### Exercise aim
Lines in the records below that contain the word "booking" must each be copied.

(Saved entries)
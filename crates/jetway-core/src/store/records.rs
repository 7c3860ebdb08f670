//! Line codecs for the comma-separated record files.
//!
//! Text fields never contain commas or newlines; agency operations reject
//! such input before anything is written. Decoding reports a short reason
//! for malformed lines so the loader can log and skip them.

use jiff::Timestamp;
use log::warn;

use crate::models::{Account, FlightStatus, Reservation, ReservationStatus, Role, WaitingPassenger};

const FLIGHT_FIELDS: usize = 9;
const RESERVATION_FIELDS: usize = 8;
const WAITING_FIELDS: usize = 2;
const USER_FIELDS: usize = 4;

fn split_fields(line: &str, expected: usize) -> Result<Vec<&str>, String> {
    let fields: Vec<&str> = line.trim_end_matches('\r').split(',').collect();
    if fields.len() < expected {
        return Err(format!(
            "expected at least {expected} fields, found {}",
            fields.len()
        ));
    }
    Ok(fields)
}

/// A line of `flights.txt`.
///
/// The seat map lives in its own file, so this carries only the scalar
/// columns; `available` is informational and is checked against the
/// restored grid.
#[derive(Debug, Clone, PartialEq)]
pub struct FlightRecord {
    pub id: String,
    pub airline: String,
    pub plane_id: String,
    pub capacity: usize,
    pub available: usize,
    pub destination: String,
    pub departure: String,
    pub arrival: String,
    pub status: FlightStatus,
}

impl FlightRecord {
    pub fn decode(line: &str) -> Result<Self, String> {
        let fields = split_fields(line, FLIGHT_FIELDS)?;
        let number = |index: usize, name: &str| {
            fields[index]
                .trim()
                .parse::<usize>()
                .map_err(|_| format!("invalid {name} '{}'", fields[index]))
        };
        let capacity = number(3, "capacity")?;
        let available = number(4, "available seat count")?;
        let status = fields[8].parse().unwrap_or_else(|e| {
            warn!("Flight {}: {e}; using {}", fields[0], FlightStatus::default().as_str());
            FlightStatus::default()
        });

        Ok(Self {
            id: fields[0].to_string(),
            airline: fields[1].to_string(),
            plane_id: fields[2].to_string(),
            capacity,
            available,
            destination: fields[5].to_string(),
            departure: fields[6].to_string(),
            arrival: fields[7].to_string(),
            status,
        })
    }

    pub fn encode(&self) -> String {
        [
            self.id.as_str(),
            &self.airline,
            &self.plane_id,
            &self.capacity.to_string(),
            &self.available.to_string(),
            &self.destination,
            &self.departure,
            &self.arrival,
            self.status.as_str(),
        ]
        .join(",")
    }
}

/// Decodes a line of `reservations.txt`.
///
/// The payment column and the booking time are optional; an empty payment
/// column reads as no payment.
pub fn decode_reservation(line: &str) -> Result<Reservation, String> {
    let fields = split_fields(line, RESERVATION_FIELDS)?;
    let status = fields[6].parse::<ReservationStatus>()?;
    let payment = fields
        .get(8)
        .filter(|payment| !payment.is_empty())
        .map(|payment| payment.to_string());
    let booked_at = match fields.get(9).filter(|ts| !ts.is_empty()) {
        Some(ts) => Some(
            ts.parse::<Timestamp>()
                .map_err(|e| format!("invalid booking time '{ts}': {e}"))?,
        ),
        None => None,
    };

    Ok(Reservation {
        id: fields[0].to_string(),
        passenger_name: fields[1].to_string(),
        flight_id: fields[2].to_string(),
        airline: fields[3].to_string(),
        destination: fields[4].to_string(),
        seat: fields[5].to_string(),
        status,
        username: fields[7].to_string(),
        payment,
        booked_at,
    })
}

pub fn encode_reservation(reservation: &Reservation) -> String {
    let mut line = [
        reservation.id.as_str(),
        &reservation.passenger_name,
        &reservation.flight_id,
        &reservation.airline,
        &reservation.destination,
        &reservation.seat,
        reservation.status.as_str(),
        &reservation.username,
        reservation.payment.as_deref().unwrap_or_default(),
    ]
    .join(",");
    if let Some(booked_at) = &reservation.booked_at {
        line.push(',');
        line.push_str(&booked_at.to_string());
    }
    line
}

/// Decodes a waiting list line. The passenger name runs to the end of the
/// line.
pub fn decode_waiting(line: &str) -> Result<WaitingPassenger, String> {
    let line = line.trim_end_matches('\r');
    match line.split_once(',') {
        Some((username, passenger_name)) if !username.is_empty() => Ok(WaitingPassenger {
            username: username.to_string(),
            passenger_name: passenger_name.to_string(),
        }),
        _ => Err(format!("expected {WAITING_FIELDS} fields")),
    }
}

pub fn encode_waiting(passenger: &WaitingPassenger) -> String {
    format!("{},{}", passenger.username, passenger.passenger_name)
}

/// Decodes a line of `users.txt`. Any role other than `admin` reads as a
/// customer.
pub fn decode_account(line: &str) -> Result<Account, String> {
    let fields = split_fields(line, USER_FIELDS)?;
    let role = if fields[3] == Role::Admin.as_str() {
        Role::Admin
    } else {
        Role::Customer
    };
    Ok(Account {
        username: fields[0].to_string(),
        password: fields[1].to_string(),
        name: fields[2].to_string(),
        role,
    })
}

pub fn encode_account(account: &Account) -> String {
    [
        account.username.as_str(),
        &account.password,
        &account.name,
        account.role.as_str(),
    ]
    .join(",")
}

#[cfg(test)]
mod tests {
    use super::*;

    #[test]
    fn test_flight_record_line() {
        let line = "FL10001,Cebu Pacific,RP-C7261,65,63,Manila to Cebu,08:15,09:30,On Time";
        let record = FlightRecord::decode(line).unwrap();
        assert_eq!(record.id, "FL10001");
        assert_eq!(record.capacity, 65);
        assert_eq!(record.available, 63);
        assert_eq!(record.status, FlightStatus::OnTime);
        assert_eq!(record.encode(), line);
    }

    #[test]
    fn test_flight_record_rejects_short_and_non_numeric() {
        let err = FlightRecord::decode("FL10001,Cebu Pacific,RP-C7261").unwrap_err();
        assert!(err.contains("found 3"));

        let err = FlightRecord::decode("FL10001,PAL,RP-1,lots,0,Manila,08:00,09:00,On Time")
            .unwrap_err();
        assert!(err.contains("capacity"));
    }

    #[test]
    fn test_flight_record_unknown_status_defaults() {
        let record =
            FlightRecord::decode("FL10002,PAL,RP-1,10,10,Manila,08:00,09:00,Grounded").unwrap();
        assert_eq!(record.status, FlightStatus::OnTime);
    }

    #[test]
    fn test_reservation_without_payment_column() {
        let reservation =
            decode_reservation("RES10001,Maria Santos,FL10001,PAL,Manila to Cebu,3C,Confirmed,maria")
                .unwrap();
        assert_eq!(reservation.payment, None);
        assert_eq!(reservation.booked_at, None);
        assert_eq!(
            encode_reservation(&reservation),
            "RES10001,Maria Santos,FL10001,PAL,Manila to Cebu,3C,Confirmed,maria,"
        );
    }

    #[test]
    fn test_reservation_with_payment_and_time() {
        let line = "RES10002,Juan Cruz,FL10001,PAL,Manila to Cebu,1A,Confirmed,juan,Card (****4242),2026-10-19T08:00:00Z";
        let reservation = decode_reservation(line).unwrap();
        assert_eq!(reservation.payment.as_deref(), Some("Card (****4242)"));
        assert_eq!(
            reservation.booked_at,
            Some("2026-10-19T08:00:00Z".parse().unwrap())
        );
        assert_eq!(encode_reservation(&reservation), line);
    }

    #[test]
    fn test_reservation_rejects_bad_time() {
        let err = decode_reservation("RES1,A,FL1,PAL,X,1A,Confirmed,a,,yesterday").unwrap_err();
        assert!(err.contains("booking time"));
    }

    #[test]
    fn test_waiting_line_keeps_name() {
        let passenger = decode_waiting("maria,Maria Santos").unwrap();
        assert_eq!(passenger.username, "maria");
        assert_eq!(passenger.passenger_name, "Maria Santos");
        assert_eq!(encode_waiting(&passenger), "maria,Maria Santos");
        assert!(decode_waiting("maria").is_err());
    }

    #[test]
    fn test_account_line() {
        let admin = decode_account("admin,admin123,Operations,admin").unwrap();
        assert_eq!(admin.role, Role::Admin);
        assert_eq!(encode_account(&admin), "admin,admin123,Operations,admin");

        let other = decode_account("maria,pw,Maria Santos,vip").unwrap();
        assert_eq!(other.role, Role::Customer);
        assert!(decode_account("maria,pw").is_err());
    }
}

### Reply to the exercise
/// The payment column and the booking time are optional; an empty payment
                .map_err(|e| format!("invalid booking time '{ts}': {e}"))?,
        assert!(err.contains("booking time"));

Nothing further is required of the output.